Loss of postnatal quiescence of neural stem cells through mTOR activation upon genetic removal of cysteine string protein-α

Neural stem cells continuously generate newborn neurons that integrate into and modify neural circuitry in the adult hippocampus. The molecular mechanisms that regulate or perturb neural stem cell proliferation and differentiation, however, remain poorly understood. Here, we have found that mouse hippocampal radial glia-like (RGL) neural stem cells express the synaptic cochaperone cysteine string protein-alpha (CSP-alpha). Remarkably, in CSP-alpha knockout mice, RGL stem cells lose quiescence postnatally and enter into a high-proliferation regime that increases the production of neural intermediate progenitor cells, thereby exhausting the hippocampal neural stem cell pool.
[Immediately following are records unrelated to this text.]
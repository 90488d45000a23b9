use std::path::PathBuf;

use clap::{Parser, Subcommand, ValueEnum};

#[derive(Parser)]
#[command(name = "blurt")]
#[command(about = "Post short thoughts from the command line")]
#[command(version)]
pub struct Cli {
    #[command(subcommand)]
    pub command: Option<Commands>,

    /// CLI profile name for backend configuration
    #[arg(long, global = true, value_name = "NAME")]
    pub profile: Option<String>,

    /// Quick capture: blurt "post title here"
    #[arg(trailing_var_arg = true)]
    pub post: Vec<String>,
}

#[derive(Subcommand)]
pub enum Commands {
    /// Create a new post
    #[command(alias = "new")]
    Add {
        /// Post title
        title: String,
        /// Post content (piped stdin or $EDITOR when omitted)
        content: Vec<String>,
    },
    /// List your posts, newest first
    List {
        /// Number of posts to show
        #[arg(short, long, default_value = "10")]
        limit: usize,
        /// Output as JSON
        #[arg(long)]
        json: bool,
    },
    /// Edit an existing post
    Edit {
        /// Post ID
        id: String,
        /// New title (keeps the current one when omitted)
        #[arg(long, value_name = "TITLE")]
        title: Option<String>,
    },
    /// Delete an existing post
    Delete {
        /// Post ID
        id: String,
    },
    /// Generate shell completion scripts
    Completions {
        /// Target shell
        #[arg(value_enum)]
        shell: CompletionShell,
        /// Optional output path (stdout when omitted)
        #[arg(short, long, value_name = "PATH")]
        output: Option<PathBuf>,
    },
    /// Configure CLI profiles
    Config {
        #[command(subcommand)]
        command: ConfigCommands,
    },
    /// Authenticate against the configured backend
    Auth {
        #[command(subcommand)]
        command: AuthCommands,
    },
}

#[derive(Clone, Copy, Debug, Eq, PartialEq, ValueEnum)]
pub enum CompletionShell {
    Bash,
    Zsh,
    Fish,
}

#[derive(Subcommand)]
pub enum ConfigCommands {
    /// Initialize or update profile config
    Init {
        /// Profile name to initialize
        #[arg(long, value_name = "NAME")]
        profile: Option<String>,
        /// Backend base URL
        #[arg(long, value_name = "URL")]
        backend_url: Option<String>,
        /// Backend public API key
        #[arg(long, value_name = "KEY")]
        api_key: Option<String>,
        /// Keep current active profile instead of activating this one
        #[arg(long)]
        no_activate: bool,
    },
}

#[derive(Subcommand)]
pub enum AuthCommands {
    /// Create an account with email/password
    Signup {
        /// Optional profile override
        #[arg(long, value_name = "NAME")]
        profile: Option<String>,
        /// Account email
        #[arg(long, value_name = "EMAIL")]
        email: String,
        /// Account password
        #[arg(long, value_name = "PASSWORD")]
        password: String,
    },
    /// Login with email/password and store the session in the keychain
    Login {
        /// Optional profile override
        #[arg(long, value_name = "NAME")]
        profile: Option<String>,
        /// Account email
        #[arg(long, value_name = "EMAIL")]
        email: String,
        /// Account password
        #[arg(long, value_name = "PASSWORD")]
        password: String,
    },
    /// Show auth status for profile
    Status {
        /// Optional profile override
        #[arg(long, value_name = "NAME")]
        profile: Option<String>,
    },
    /// Logout profile and clear stored session
    Logout {
        /// Optional profile override
        #[arg(long, value_name = "NAME")]
        profile: Option<String>,
    },
}
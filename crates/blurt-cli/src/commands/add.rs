use crate::commands::common::{connect, resolve_post_content};
use crate::error::CliError;

pub async fn run_add(
    title: &str,
    content_parts: &[String],
    global_profile: Option<&str>,
) -> Result<(), CliError> {
    let content = resolve_post_content(content_parts)?;
    let backend = connect(global_profile)?;
    let post = backend.posts.create_post(title, &content).await?;
    if let Some(id) = &post.id {
        println!("{id}");
    }
    Ok(())
}
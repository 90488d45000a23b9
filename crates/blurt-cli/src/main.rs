//! `blurt`: post short thoughts from the command line.

mod auth;
mod cli;
mod commands;
mod config_profiles;
mod error;
#[cfg(test)]
mod tests;

use clap::{CommandFactory, Parser};
use tracing_subscriber::EnvFilter;

use crate::cli::{Cli, Commands};
use crate::error::CliError;

#[tokio::main]
async fn main() {
    if let Err(error) = run().await {
        eprintln!("Error: {error}");
        std::process::exit(1);
    }
}

async fn run() -> Result<(), CliError> {
    let _ = dotenvy::dotenv();
    init_tracing();

    let cli = Cli::parse();
    let global_profile = cli.profile.as_deref();

    match cli.command {
        Some(Commands::Add { title, content }) => {
            commands::add::run_add(&title, &content, global_profile).await
        }
        Some(Commands::List { limit, json }) => {
            commands::list::run_list(limit, json, global_profile).await
        }
        Some(Commands::Edit { id, title }) => {
            commands::edit::run_edit(&id, title.as_deref(), global_profile).await
        }
        Some(Commands::Delete { id }) => commands::delete::run_delete(&id, global_profile).await,
        Some(Commands::Completions { shell, output }) => {
            commands::completions::run_completions(shell, output)
        }
        Some(Commands::Config { command }) => commands::config::run_config(command, global_profile),
        Some(Commands::Auth { command }) => {
            commands::auth_cmd::run_auth(command, global_profile).await
        }
        None => {
            if cli.post.is_empty() {
                Cli::command().print_help()?;
                println!();
                return Ok(());
            }
            // Quick capture: the bare args become the title and the
            // content comes from stdin or the editor.
            let title = cli.post.join(" ");
            commands::add::run_add(&title, &[], global_profile).await
        }
    }
}

fn init_tracing() {
    let filter = EnvFilter::try_from_default_env()
        .unwrap_or_else(|_| EnvFilter::default().add_directive("blurt=info".parse().unwrap()));
    tracing_subscriber::fmt()
        .with_env_filter(filter)
        .with_writer(std::io::stderr)
        .init();
}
In cell culture, stem cells in hippocampal neurospheres display alterations in proliferation for which hyper-activation of the mechanistic target of rapamycin (mTOR) signaling pathway is the primary cause of neurogenesis deregulation in the absence of CSP-alpha. In addition, RGL cells lose quiescence upon specific conditional targeting of CSP-alpha in adult neural stem cells. Our findings demonstrate an unanticipated cell-autonomic and circuit-independent disruption of postnatal neurogenesis in the absence of CSP-alpha and highlight a direct or indirect CSP-alpha/mTOR signaling interaction that may underlie molecular mechanisms of brain dysfunction and neurodegeneration.